(Saved entries)

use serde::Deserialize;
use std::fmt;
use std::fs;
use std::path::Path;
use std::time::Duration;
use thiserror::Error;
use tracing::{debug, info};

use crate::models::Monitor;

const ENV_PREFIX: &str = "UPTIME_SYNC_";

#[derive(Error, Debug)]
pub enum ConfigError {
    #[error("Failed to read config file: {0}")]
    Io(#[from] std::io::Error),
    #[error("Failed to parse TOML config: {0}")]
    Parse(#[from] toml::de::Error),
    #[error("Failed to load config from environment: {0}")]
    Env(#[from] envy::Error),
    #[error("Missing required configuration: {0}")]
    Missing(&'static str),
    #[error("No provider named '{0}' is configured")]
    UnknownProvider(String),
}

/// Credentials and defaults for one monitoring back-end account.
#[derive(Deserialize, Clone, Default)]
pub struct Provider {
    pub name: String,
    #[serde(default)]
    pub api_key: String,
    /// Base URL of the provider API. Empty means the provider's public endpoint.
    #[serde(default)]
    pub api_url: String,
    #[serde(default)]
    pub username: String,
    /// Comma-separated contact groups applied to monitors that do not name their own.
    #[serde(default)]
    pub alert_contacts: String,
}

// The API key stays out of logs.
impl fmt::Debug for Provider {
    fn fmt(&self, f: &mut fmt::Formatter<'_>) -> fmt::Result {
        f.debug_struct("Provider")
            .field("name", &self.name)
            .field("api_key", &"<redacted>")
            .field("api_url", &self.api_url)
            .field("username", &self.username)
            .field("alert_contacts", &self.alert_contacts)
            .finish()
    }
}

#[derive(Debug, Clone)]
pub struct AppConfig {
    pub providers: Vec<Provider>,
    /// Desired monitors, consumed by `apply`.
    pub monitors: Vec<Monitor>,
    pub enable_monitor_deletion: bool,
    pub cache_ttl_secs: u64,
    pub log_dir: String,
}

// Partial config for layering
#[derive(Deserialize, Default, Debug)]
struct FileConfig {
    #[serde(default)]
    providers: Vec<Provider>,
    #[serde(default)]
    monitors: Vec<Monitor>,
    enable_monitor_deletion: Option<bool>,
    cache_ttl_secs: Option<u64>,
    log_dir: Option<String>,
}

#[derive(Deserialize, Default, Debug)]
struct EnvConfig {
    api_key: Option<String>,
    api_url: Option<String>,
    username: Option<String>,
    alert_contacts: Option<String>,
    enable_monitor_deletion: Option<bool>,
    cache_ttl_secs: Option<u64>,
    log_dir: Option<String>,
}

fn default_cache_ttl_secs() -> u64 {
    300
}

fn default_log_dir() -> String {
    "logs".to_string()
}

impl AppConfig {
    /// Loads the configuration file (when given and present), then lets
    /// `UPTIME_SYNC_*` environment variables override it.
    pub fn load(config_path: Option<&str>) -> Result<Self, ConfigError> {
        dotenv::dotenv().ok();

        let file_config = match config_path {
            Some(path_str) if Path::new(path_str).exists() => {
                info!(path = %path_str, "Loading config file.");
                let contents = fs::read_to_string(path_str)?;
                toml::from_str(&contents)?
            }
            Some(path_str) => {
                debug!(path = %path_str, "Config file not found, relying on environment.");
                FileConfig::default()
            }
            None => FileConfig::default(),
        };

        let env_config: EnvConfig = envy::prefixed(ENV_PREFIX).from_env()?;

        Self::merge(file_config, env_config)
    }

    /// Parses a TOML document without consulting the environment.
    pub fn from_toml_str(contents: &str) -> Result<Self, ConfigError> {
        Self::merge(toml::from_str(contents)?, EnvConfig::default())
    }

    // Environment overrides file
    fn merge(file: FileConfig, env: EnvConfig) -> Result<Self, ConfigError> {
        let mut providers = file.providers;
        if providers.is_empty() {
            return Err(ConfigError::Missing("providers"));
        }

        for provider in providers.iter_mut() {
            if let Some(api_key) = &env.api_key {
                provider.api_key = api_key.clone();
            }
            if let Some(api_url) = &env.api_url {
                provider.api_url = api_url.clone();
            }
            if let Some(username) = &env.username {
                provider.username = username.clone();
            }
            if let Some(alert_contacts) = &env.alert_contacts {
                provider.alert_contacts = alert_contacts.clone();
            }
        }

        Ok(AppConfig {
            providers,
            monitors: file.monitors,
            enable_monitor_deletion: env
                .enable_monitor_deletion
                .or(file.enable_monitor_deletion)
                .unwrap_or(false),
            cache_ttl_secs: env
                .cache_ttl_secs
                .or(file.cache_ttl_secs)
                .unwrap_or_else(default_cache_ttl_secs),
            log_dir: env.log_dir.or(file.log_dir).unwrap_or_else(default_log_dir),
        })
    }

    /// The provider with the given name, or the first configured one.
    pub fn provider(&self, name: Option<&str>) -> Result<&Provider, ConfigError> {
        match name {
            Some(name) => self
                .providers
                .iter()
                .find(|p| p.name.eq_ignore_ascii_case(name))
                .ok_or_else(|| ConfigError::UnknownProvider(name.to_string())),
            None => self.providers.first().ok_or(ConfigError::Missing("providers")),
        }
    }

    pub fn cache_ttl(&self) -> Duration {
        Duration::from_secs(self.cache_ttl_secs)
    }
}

Exercise goal
All lines above in which the word "providers" occurs should be identified and copied.

Problem solution
    pub providers: Vec<Provider>,
    providers: Vec<Provider>,
        let mut providers = file.providers;
        if providers.is_empty() {
            return Err(ConfigError::Missing("providers"));
        for provider in providers.iter_mut() {
            providers,
                .providers
            None => self.providers.first().ok_or(ConfigError::Missing("providers")),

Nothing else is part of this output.